[Given entries]
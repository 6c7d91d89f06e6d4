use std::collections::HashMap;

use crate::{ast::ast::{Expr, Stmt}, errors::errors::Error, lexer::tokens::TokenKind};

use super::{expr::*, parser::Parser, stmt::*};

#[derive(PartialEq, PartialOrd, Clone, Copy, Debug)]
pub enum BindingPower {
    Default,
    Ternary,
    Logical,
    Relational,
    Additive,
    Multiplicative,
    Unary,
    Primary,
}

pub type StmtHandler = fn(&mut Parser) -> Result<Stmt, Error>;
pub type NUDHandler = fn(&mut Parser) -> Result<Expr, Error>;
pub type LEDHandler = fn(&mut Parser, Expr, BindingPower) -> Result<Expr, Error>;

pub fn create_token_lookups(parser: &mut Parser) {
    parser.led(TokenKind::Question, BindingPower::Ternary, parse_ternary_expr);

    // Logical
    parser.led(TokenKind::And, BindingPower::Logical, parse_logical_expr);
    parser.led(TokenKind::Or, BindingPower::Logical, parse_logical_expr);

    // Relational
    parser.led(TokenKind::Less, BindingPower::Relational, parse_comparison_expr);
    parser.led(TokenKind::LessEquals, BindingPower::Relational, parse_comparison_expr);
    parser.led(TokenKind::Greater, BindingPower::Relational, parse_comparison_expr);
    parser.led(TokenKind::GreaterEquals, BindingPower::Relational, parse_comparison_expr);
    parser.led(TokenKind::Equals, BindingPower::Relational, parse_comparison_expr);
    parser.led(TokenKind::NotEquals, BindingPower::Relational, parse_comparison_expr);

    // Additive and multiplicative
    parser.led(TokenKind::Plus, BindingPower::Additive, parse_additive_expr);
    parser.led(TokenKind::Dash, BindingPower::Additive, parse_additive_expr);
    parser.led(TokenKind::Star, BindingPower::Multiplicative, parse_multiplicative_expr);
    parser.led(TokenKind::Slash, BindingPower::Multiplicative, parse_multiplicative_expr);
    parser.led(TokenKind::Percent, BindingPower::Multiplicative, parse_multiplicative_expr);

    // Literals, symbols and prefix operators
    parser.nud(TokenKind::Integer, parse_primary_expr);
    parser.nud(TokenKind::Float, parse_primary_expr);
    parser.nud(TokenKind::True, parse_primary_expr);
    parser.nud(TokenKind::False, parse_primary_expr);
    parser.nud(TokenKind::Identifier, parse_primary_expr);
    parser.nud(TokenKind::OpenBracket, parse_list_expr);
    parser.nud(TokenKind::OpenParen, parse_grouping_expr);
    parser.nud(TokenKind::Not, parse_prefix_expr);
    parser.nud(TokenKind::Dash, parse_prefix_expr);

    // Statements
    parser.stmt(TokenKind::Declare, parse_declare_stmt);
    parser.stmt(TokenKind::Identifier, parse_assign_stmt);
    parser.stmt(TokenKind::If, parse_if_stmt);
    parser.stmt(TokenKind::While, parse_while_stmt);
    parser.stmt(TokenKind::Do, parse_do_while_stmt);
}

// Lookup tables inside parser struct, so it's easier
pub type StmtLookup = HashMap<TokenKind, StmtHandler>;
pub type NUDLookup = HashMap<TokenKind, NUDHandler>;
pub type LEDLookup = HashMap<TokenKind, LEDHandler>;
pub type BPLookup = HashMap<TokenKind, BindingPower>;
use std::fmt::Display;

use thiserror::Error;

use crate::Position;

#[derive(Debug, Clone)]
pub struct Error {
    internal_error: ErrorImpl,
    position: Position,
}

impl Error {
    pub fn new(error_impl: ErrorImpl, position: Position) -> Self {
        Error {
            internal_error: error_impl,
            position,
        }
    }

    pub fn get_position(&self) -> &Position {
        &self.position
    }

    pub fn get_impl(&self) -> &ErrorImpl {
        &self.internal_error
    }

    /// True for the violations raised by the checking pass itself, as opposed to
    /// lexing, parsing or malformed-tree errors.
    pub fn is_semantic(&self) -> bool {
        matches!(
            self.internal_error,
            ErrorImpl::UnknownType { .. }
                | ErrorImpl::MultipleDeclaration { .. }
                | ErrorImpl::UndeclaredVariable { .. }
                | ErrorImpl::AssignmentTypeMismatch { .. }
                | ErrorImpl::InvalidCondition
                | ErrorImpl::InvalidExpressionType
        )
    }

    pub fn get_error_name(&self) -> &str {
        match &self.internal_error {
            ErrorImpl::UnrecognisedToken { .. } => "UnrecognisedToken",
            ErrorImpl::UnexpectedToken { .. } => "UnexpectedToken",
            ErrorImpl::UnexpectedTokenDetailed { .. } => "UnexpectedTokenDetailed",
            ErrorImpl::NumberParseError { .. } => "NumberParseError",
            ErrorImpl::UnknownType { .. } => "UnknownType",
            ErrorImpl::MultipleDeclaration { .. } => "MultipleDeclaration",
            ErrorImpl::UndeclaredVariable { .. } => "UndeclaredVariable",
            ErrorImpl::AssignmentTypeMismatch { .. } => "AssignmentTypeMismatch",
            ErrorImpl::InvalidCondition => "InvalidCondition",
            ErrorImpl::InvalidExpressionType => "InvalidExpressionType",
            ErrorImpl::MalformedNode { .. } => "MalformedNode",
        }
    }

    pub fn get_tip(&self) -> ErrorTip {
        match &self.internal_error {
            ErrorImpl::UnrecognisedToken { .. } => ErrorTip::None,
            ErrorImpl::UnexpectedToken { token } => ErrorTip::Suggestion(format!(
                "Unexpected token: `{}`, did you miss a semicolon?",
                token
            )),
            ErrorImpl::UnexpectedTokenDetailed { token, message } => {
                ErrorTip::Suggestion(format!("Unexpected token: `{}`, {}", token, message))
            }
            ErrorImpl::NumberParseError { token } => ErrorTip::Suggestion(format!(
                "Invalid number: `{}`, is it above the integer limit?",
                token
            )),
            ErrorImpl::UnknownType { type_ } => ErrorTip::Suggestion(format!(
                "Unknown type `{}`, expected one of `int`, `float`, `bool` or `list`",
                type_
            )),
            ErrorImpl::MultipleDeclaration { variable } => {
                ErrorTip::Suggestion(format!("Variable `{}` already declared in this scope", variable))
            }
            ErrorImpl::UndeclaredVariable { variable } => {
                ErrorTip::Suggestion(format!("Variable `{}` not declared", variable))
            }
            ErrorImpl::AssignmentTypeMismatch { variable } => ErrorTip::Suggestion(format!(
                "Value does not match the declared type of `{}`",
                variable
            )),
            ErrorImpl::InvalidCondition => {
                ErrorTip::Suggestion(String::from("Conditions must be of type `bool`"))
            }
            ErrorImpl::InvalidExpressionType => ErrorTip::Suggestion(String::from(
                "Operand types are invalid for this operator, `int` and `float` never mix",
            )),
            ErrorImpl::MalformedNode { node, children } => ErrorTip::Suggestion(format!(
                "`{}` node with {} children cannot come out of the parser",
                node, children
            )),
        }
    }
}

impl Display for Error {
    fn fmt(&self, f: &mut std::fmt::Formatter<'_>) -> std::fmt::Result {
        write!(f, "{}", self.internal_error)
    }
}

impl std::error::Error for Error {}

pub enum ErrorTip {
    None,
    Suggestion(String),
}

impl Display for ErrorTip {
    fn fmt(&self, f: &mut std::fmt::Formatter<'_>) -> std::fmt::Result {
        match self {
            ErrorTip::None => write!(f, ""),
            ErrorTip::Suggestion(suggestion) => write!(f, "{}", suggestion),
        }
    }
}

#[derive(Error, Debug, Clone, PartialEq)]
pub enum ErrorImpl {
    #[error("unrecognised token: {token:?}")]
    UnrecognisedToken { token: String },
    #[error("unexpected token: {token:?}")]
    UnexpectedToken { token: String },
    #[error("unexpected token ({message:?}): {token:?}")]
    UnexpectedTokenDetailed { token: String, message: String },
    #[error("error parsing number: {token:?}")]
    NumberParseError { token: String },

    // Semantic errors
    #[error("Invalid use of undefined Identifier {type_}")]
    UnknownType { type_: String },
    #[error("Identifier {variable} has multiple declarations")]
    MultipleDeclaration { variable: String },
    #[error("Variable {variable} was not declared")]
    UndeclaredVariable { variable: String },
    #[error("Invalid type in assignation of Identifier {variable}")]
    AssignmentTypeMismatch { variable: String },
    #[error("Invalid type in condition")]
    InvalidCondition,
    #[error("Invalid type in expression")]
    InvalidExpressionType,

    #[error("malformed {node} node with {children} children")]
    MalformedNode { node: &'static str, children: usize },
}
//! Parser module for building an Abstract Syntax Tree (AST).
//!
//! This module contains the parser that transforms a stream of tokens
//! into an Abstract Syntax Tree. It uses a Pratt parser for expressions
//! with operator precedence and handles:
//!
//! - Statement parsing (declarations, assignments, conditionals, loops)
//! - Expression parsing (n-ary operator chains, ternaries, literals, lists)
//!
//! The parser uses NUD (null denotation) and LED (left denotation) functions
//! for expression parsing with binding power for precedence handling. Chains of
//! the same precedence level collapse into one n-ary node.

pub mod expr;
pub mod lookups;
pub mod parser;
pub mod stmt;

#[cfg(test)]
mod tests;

[Task requirements]
Every line of the data that holds "String" should be counted, and only the total given.

[Solution for this problem]
11